(EXERCISE MATERIAL Opens)

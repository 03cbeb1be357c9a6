//! OAuth 1.0a request signing (HMAC-SHA1).
//!
//! Every v1.1 user-context request carries an `Authorization: OAuth ...`
//! header whose signature covers the method, the base URL, the protocol
//! parameters and every query parameter.

use std::time::{SystemTime, UNIX_EPOCH};

use base64::{Engine as _, engine::general_purpose::STANDARD as BASE64};
use hmac::{Hmac, Mac};
use percent_encoding::{AsciiSet, NON_ALPHANUMERIC, utf8_percent_encode};
use rand::RngCore;
use sha1::Sha1;

use crate::{config::Credentials, error::ApiError};

/// Everything except RFC 3986 unreserved characters: ALPHA / DIGIT / "-" / "." / "_" / "~"
const OAUTH_ENCODE_SET: &AsciiSet = &NON_ALPHANUMERIC
    .remove(b'-')
    .remove(b'.')
    .remove(b'_')
    .remove(b'~');

pub struct OAuthSigner {
    consumer_key: String,
    consumer_secret: String,
    access_token: String,
    access_token_secret: String,
}

impl std::fmt::Debug for OAuthSigner {
    fn fmt(&self, f: &mut std::fmt::Formatter<'_>) -> std::fmt::Result {
        f.debug_struct("OAuthSigner").finish_non_exhaustive()
    }
}

impl OAuthSigner {
    pub fn new(credentials: &Credentials) -> Self {
        Self {
            consumer_key: credentials.consumer_key.clone(),
            consumer_secret: credentials.consumer_secret.clone(),
            access_token: credentials.access_token.clone(),
            access_token_secret: credentials.access_token_secret.clone(),
        }
    }

    /// Builds the `Authorization` header value for a request.
    ///
    /// `url` must not contain a query string; query parameters go in `params`.
    pub fn authorization_header(
        &self,
        method: &str,
        url: &str,
        params: &[(String, String)],
    ) -> Result<String, ApiError> {
        let timestamp = SystemTime::now()
            .duration_since(UNIX_EPOCH)
            .map_err(|e| ApiError::OAuth(format!("Failed to get timestamp: {e}")))?
            .as_secs()
            .to_string();
        self.header_with(method, url, params, &timestamp, &generate_nonce())
    }

    fn header_with(
        &self,
        method: &str,
        url: &str,
        params: &[(String, String)],
        timestamp: &str,
        nonce: &str,
    ) -> Result<String, ApiError> {
        let mut oauth_params = self.protocol_params(timestamp, nonce);
        let signature = self.signature(method, url, params, &oauth_params)?;
        oauth_params.push(("oauth_signature".to_string(), signature));

        let header = oauth_params
            .iter()
            .map(|(k, v)| format!("{}=\"{}\"", percent_encode(k), percent_encode(v)))
            .collect::<Vec<_>>()
            .join(", ");
        Ok(format!("OAuth {header}"))
    }

    fn protocol_params(&self, timestamp: &str, nonce: &str) -> Vec<(String, String)> {
        vec![
            ("oauth_consumer_key".to_string(), self.consumer_key.clone()),
            ("oauth_nonce".to_string(), nonce.to_string()),
            (
                "oauth_signature_method".to_string(),
                "HMAC-SHA1".to_string(),
            ),
            ("oauth_timestamp".to_string(), timestamp.to_string()),
            ("oauth_token".to_string(), self.access_token.clone()),
            ("oauth_version".to_string(), "1.0".to_string()),
        ]
    }

    fn signature(
        &self,
        method: &str,
        url: &str,
        params: &[(String, String)],
        oauth_params: &[(String, String)],
    ) -> Result<String, ApiError> {
        // Sort on the encoded pairs, as RFC 5849 section 3.4.1.3.2 requires.
        let mut encoded = oauth_params
            .iter()
            .chain(params.iter())
            .map(|(k, v)| (percent_encode(k), percent_encode(v)))
            .collect::<Vec<_>>();
        encoded.sort();

        let param_string = encoded
            .iter()
            .map(|(k, v)| format!("{k}={v}"))
            .collect::<Vec<_>>()
            .join("&");

        let base_string = format!(
            "{}&{}&{}",
            method.to_uppercase(),
            percent_encode(url),
            percent_encode(&param_string)
        );
        let signing_key = format!(
            "{}&{}",
            percent_encode(&self.consumer_secret),
            percent_encode(&self.access_token_secret)
        );
        hmac_sha1(&signing_key, &base_string)
    }
}

/// Percent-encodes per RFC 3986, the only encoding OAuth 1.0a accepts.
pub fn percent_encode(s: &str) -> String {
    utf8_percent_encode(s, OAUTH_ENCODE_SET).to_string()
}

/// Renders `params` as a query string using the same encoding as the signature.
pub fn encode_query(params: &[(String, String)]) -> String {
    params
        .iter()
        .map(|(k, v)| format!("{}={}", percent_encode(k), percent_encode(v)))
        .collect::<Vec<_>>()
        .join("&")
}

fn generate_nonce() -> String {
    let mut bytes = [0u8; 16];
    rand::thread_rng().fill_bytes(&mut bytes);
    bytes.iter().map(|b| format!("{b:02x}")).collect()
}

fn hmac_sha1(key: &str, data: &str) -> Result<String, ApiError> {
    type HmacSha1 = Hmac<Sha1>;

    let mut mac =
        HmacSha1::new_from_slice(key.as_bytes()).map_err(|e| ApiError::OAuth(e.to_string()))?;
    mac.update(data.as_bytes());
    Ok(BASE64.encode(mac.finalize().into_bytes()))
}
use std::path::PathBuf;

use clap::Parser;

use crate::search::{DEFAULT_LANG, DEFAULT_QUERY, RESULT_CAP, ResultType, SearchQuery};

#[derive(Debug, Parser)]
#[command(
    author,
    version,
    about = "Run one Twitter search and export the matched tweets to CSV",
    long_about = None
)]
pub struct Cli {
    /// YAML file holding consumer_key, consumer_secret, access_token, access_token_secret
    #[arg(short = 'c', long = "credentials")]
    pub credentials: Option<PathBuf>,
    /// Output CSV file (defaults to ~/Downloads/retrieved_tweets.csv for the current user)
    #[arg(short = 'o', long = "output")]
    pub output: Option<PathBuf>,
    /// Search query in Twitter's standard search syntax
    #[arg(short = 'q', long = "query", default_value = DEFAULT_QUERY)]
    pub query: String,
    /// Restrict results to this language code
    #[arg(long, default_value = DEFAULT_LANG)]
    pub lang: String,
    /// Ordering of results
    #[arg(long = "result-type", value_enum, default_value = "recent")]
    pub result_type: ResultType,
    /// Number of tweets to request (at most 100)
    #[arg(long, default_value_t = RESULT_CAP, value_parser = clap::value_parser!(u32).range(1..=RESULT_CAP as i64))]
    pub count: u32,
    /// Character encoding for the output file (defaults to utf-8 with byte-order mark)
    #[arg(long = "output-encoding")]
    pub output_encoding: Option<String>,
    /// Verify the credentials and exit without searching
    #[arg(long = "verify-only")]
    pub verify_only: bool,
}

impl Cli {
    pub fn search_query(&self) -> SearchQuery {
        SearchQuery {
            query: self.query.clone(),
            lang: self.lang.clone(),
            result_type: self.result_type,
            count: self.count,
        }
    }
}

(EXERCISE MATERIAL Closes)

§ **REQUIRED WORK**
Reproduce each line of the data without any change.

§ **TASK RESULT**
repository 03cbeb1be357c9a6
//! OAuth 1.0a request signing (HMAC-SHA1).
//!
//! Every v1.1 user-context request carries an `Authorization: OAuth ...`
//! header whose signature covers the method, the base URL, the protocol
//! parameters and every query parameter.

use std::time::{SystemTime, UNIX_EPOCH};

use base64::{Engine as _, engine::general_purpose::STANDARD as BASE64};
use hmac::{Hmac, Mac};
use percent_encoding::{AsciiSet, NON_ALPHANUMERIC, utf8_percent_encode};
use rand::RngCore;
use sha1::Sha1;

use crate::{config::Credentials, error::ApiError};

/// Everything except RFC 3986 unreserved characters: ALPHA / DIGIT / "-" / "." / "_" / "~"
const OAUTH_ENCODE_SET: &AsciiSet = &NON_ALPHANUMERIC
    .remove(b'-')
    .remove(b'.')
    .remove(b'_')
    .remove(b'~');

pub struct OAuthSigner {
    consumer_key: String,
    consumer_secret: String,
    access_token: String,
    access_token_secret: String,
}

impl std::fmt::Debug for OAuthSigner {
    fn fmt(&self, f: &mut std::fmt::Formatter<'_>) -> std::fmt::Result {
        f.debug_struct("OAuthSigner").finish_non_exhaustive()
    }
}

impl OAuthSigner {
    pub fn new(credentials: &Credentials) -> Self {
        Self {
            consumer_key: credentials.consumer_key.clone(),
            consumer_secret: credentials.consumer_secret.clone(),
            access_token: credentials.access_token.clone(),
            access_token_secret: credentials.access_token_secret.clone(),
        }
    }

    /// Builds the `Authorization` header value for a request.
    ///
    /// `url` must not contain a query string; query parameters go in `params`.
    pub fn authorization_header(
        &self,
        method: &str,
        url: &str,
        params: &[(String, String)],
    ) -> Result<String, ApiError> {
        let timestamp = SystemTime::now()
            .duration_since(UNIX_EPOCH)
            .map_err(|e| ApiError::OAuth(format!("Failed to get timestamp: {e}")))?
            .as_secs()
            .to_string();
        self.header_with(method, url, params, &timestamp, &generate_nonce())
    }

    fn header_with(
        &self,
        method: &str,
        url: &str,
        params: &[(String, String)],
        timestamp: &str,
        nonce: &str,
    ) -> Result<String, ApiError> {
        let mut oauth_params = self.protocol_params(timestamp, nonce);
        let signature = self.signature(method, url, params, &oauth_params)?;
        oauth_params.push(("oauth_signature".to_string(), signature));

        let header = oauth_params
            .iter()
            .map(|(k, v)| format!("{}=\"{}\"", percent_encode(k), percent_encode(v)))
            .collect::<Vec<_>>()
            .join(", ");
        Ok(format!("OAuth {header}"))
    }

    fn protocol_params(&self, timestamp: &str, nonce: &str) -> Vec<(String, String)> {
        vec![
            ("oauth_consumer_key".to_string(), self.consumer_key.clone()),
            ("oauth_nonce".to_string(), nonce.to_string()),
            (
                "oauth_signature_method".to_string(),
                "HMAC-SHA1".to_string(),
            ),
            ("oauth_timestamp".to_string(), timestamp.to_string()),
            ("oauth_token".to_string(), self.access_token.clone()),
            ("oauth_version".to_string(), "1.0".to_string()),
        ]
    }

    fn signature(
        &self,
        method: &str,
        url: &str,
        params: &[(String, String)],
        oauth_params: &[(String, String)],
    ) -> Result<String, ApiError> {
        // Sort on the encoded pairs, as RFC 5849 section 3.4.1.3.2 requires.
        let mut encoded = oauth_params
            .iter()
            .chain(params.iter())
            .map(|(k, v)| (percent_encode(k), percent_encode(v)))
            .collect::<Vec<_>>();
        encoded.sort();

        let param_string = encoded
            .iter()
            .map(|(k, v)| format!("{k}={v}"))
            .collect::<Vec<_>>()
            .join("&");

        let base_string = format!(
            "{}&{}&{}",
            method.to_uppercase(),
            percent_encode(url),
            percent_encode(&param_string)
        );
        let signing_key = format!(
            "{}&{}",
            percent_encode(&self.consumer_secret),
            percent_encode(&self.access_token_secret)
        );
        hmac_sha1(&signing_key, &base_string)
    }
}

/// Percent-encodes per RFC 3986, the only encoding OAuth 1.0a accepts.
pub fn percent_encode(s: &str) -> String {
    utf8_percent_encode(s, OAUTH_ENCODE_SET).to_string()
}

/// Renders `params` as a query string using the same encoding as the signature.
pub fn encode_query(params: &[(String, String)]) -> String {
    params
        .iter()
        .map(|(k, v)| format!("{}={}", percent_encode(k), percent_encode(v)))
        .collect::<Vec<_>>()
        .join("&")
}

fn generate_nonce() -> String {
    let mut bytes = [0u8; 16];
    rand::thread_rng().fill_bytes(&mut bytes);
    bytes.iter().map(|b| format!("{b:02x}")).collect()
}

fn hmac_sha1(key: &str, data: &str) -> Result<String, ApiError> {
    type HmacSha1 = Hmac<Sha1>;

    let mut mac =
        HmacSha1::new_from_slice(key.as_bytes()).map_err(|e| ApiError::OAuth(e.to_string()))?;
    mac.update(data.as_bytes());
    Ok(BASE64.encode(mac.finalize().into_bytes()))
}
use std::path::PathBuf;

use clap::Parser;

use crate::search::{DEFAULT_LANG, DEFAULT_QUERY, RESULT_CAP, ResultType, SearchQuery};

#[derive(Debug, Parser)]
#[command(
    author,
    version,
    about = "Run one Twitter search and export the matched tweets to CSV",
    long_about = None
)]
pub struct Cli {
    /// YAML file holding consumer_key, consumer_secret, access_token, access_token_secret
    #[arg(short = 'c', long = "credentials")]
    pub credentials: Option<PathBuf>,
    /// Output CSV file (defaults to ~/Downloads/retrieved_tweets.csv for the current user)
    #[arg(short = 'o', long = "output")]
    pub output: Option<PathBuf>,
    /// Search query in Twitter's standard search syntax
    #[arg(short = 'q', long = "query", default_value = DEFAULT_QUERY)]
    pub query: String,
    /// Restrict results to this language code
    #[arg(long, default_value = DEFAULT_LANG)]
    pub lang: String,
    /// Ordering of results
    #[arg(long = "result-type", value_enum, default_value = "recent")]
    pub result_type: ResultType,
    /// Number of tweets to request (at most 100)
    #[arg(long, default_value_t = RESULT_CAP, value_parser = clap::value_parser!(u32).range(1..=RESULT_CAP as i64))]
    pub count: u32,
    /// Character encoding for the output file (defaults to utf-8 with byte-order mark)
    #[arg(long = "output-encoding")]
    pub output_encoding: Option<String>,
    /// Verify the credentials and exit without searching
    #[arg(long = "verify-only")]
    pub verify_only: bool,
}

impl Cli {
    pub fn search_query(&self) -> SearchQuery {
        SearchQuery {
            query: self.query.clone(),
            lang: self.lang.clone(),
            result_type: self.result_type,
            count: self.count,
        }
    }
}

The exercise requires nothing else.